*** INPUT FOR THIS TASK Section Begins ***

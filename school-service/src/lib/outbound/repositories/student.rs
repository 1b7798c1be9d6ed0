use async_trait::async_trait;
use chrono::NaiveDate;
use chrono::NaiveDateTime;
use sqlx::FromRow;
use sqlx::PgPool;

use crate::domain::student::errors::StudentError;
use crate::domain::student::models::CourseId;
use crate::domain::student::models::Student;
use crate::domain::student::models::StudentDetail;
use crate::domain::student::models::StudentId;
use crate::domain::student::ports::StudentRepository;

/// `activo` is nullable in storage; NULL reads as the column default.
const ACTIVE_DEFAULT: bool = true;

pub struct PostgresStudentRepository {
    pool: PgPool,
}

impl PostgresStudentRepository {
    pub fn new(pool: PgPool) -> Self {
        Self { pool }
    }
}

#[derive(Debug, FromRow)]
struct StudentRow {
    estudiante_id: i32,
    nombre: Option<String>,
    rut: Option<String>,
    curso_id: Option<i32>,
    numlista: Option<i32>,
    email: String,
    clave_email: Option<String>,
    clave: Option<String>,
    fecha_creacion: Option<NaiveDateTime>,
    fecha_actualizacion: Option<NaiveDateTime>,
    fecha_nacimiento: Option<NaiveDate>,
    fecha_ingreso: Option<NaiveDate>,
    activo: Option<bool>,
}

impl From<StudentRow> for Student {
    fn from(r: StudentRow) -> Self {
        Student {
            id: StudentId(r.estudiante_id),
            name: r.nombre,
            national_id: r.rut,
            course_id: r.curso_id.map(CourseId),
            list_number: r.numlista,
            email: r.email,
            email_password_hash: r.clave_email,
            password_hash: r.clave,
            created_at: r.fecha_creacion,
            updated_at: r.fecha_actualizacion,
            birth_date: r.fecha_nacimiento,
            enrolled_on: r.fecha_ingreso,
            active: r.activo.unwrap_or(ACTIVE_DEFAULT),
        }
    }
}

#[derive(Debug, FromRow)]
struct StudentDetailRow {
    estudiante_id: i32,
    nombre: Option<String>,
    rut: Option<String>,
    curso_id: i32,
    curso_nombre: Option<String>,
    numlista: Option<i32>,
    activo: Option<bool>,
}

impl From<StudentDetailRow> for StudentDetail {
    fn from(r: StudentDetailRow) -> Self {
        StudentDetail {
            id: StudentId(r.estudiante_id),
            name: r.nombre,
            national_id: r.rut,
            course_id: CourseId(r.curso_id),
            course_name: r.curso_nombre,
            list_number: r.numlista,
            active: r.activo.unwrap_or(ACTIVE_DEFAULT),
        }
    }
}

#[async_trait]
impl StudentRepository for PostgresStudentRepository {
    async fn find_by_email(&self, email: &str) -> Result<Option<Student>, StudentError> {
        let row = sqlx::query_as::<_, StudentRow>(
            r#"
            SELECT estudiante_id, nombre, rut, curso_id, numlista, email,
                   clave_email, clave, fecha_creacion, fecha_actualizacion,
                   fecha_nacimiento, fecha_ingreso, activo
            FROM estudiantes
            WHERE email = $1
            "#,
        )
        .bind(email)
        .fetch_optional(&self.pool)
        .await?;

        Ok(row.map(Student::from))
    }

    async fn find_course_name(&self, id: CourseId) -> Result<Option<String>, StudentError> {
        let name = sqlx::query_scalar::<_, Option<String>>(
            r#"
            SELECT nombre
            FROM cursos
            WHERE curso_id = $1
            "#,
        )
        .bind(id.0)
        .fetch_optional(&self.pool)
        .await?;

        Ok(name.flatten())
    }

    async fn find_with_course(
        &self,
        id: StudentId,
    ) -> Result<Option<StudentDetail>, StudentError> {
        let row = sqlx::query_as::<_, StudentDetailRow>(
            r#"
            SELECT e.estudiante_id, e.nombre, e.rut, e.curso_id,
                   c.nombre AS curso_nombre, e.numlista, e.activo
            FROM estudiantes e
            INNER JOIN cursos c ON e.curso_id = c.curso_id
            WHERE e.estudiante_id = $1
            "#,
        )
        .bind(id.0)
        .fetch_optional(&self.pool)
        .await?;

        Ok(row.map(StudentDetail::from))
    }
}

*** INPUT FOR THIS TASK Section Ends ***
*** INPUT FOR THIS TASK Section Begins ***

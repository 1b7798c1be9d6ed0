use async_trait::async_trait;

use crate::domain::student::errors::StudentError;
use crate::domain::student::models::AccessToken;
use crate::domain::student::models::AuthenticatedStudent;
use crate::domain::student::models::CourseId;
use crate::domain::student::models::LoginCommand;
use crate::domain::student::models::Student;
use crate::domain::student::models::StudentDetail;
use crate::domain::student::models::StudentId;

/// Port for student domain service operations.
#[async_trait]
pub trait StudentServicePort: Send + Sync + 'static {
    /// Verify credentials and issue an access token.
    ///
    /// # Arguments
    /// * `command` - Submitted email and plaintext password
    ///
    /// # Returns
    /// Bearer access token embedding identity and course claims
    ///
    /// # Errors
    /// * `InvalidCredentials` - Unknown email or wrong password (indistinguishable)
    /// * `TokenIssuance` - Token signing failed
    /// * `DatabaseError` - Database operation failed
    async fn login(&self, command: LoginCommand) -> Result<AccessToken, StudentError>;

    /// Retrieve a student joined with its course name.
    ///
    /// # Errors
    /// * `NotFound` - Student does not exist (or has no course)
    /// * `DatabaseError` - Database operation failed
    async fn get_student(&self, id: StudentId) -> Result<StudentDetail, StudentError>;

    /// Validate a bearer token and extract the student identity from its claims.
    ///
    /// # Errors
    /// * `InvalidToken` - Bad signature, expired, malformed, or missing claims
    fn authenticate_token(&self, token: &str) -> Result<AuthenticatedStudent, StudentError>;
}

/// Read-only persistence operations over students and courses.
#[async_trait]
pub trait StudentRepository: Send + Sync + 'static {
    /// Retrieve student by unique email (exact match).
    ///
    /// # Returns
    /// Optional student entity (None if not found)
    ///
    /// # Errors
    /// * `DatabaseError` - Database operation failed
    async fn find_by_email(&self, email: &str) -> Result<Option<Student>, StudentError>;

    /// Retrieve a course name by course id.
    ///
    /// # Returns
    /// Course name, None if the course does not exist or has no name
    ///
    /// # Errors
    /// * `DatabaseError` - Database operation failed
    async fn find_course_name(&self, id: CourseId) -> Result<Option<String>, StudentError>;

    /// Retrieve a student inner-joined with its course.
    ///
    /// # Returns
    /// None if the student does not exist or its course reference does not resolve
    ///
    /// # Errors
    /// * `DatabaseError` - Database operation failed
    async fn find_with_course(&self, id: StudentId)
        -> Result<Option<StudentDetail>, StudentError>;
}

*** INPUT FOR THIS TASK Section Ends ***
*** INPUT FOR THIS TASK Section Begins ***

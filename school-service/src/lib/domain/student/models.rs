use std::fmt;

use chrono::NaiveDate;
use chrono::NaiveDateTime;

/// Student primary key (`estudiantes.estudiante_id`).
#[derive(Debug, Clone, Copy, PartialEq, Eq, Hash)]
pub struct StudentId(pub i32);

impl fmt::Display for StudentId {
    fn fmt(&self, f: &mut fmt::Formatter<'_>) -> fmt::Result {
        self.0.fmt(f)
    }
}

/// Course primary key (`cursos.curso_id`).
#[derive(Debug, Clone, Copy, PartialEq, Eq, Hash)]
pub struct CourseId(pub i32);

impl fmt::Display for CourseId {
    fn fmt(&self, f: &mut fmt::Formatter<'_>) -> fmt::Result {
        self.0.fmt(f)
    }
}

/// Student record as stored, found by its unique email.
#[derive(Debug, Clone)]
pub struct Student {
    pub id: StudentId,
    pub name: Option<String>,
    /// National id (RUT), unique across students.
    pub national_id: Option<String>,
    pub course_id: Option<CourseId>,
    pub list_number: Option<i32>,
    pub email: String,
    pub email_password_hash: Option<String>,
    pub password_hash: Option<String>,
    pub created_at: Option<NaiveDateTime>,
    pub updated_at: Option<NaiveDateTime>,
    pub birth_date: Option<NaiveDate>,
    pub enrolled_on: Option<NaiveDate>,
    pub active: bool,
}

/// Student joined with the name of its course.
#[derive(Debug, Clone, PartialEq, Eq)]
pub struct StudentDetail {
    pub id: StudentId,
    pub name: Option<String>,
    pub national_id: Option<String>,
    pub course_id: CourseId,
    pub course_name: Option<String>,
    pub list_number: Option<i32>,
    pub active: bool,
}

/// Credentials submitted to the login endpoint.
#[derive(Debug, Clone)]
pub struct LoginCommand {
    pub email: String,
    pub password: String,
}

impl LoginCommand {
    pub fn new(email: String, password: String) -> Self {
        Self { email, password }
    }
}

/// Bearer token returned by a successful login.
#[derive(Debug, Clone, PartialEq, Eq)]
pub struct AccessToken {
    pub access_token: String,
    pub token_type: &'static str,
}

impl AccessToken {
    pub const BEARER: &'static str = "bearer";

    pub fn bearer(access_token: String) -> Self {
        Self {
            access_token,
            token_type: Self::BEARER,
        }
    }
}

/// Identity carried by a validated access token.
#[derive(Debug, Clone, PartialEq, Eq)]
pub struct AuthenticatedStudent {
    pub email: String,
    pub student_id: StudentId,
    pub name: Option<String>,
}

*** INPUT FOR THIS TASK Section Ends ***

### DIRECTIONS FOR THIS TASK
The word "NaiveDateTime" may appear in lines of the entries. State how many lines hold it, as a number alone.

### EXERCISE SOLUTION
6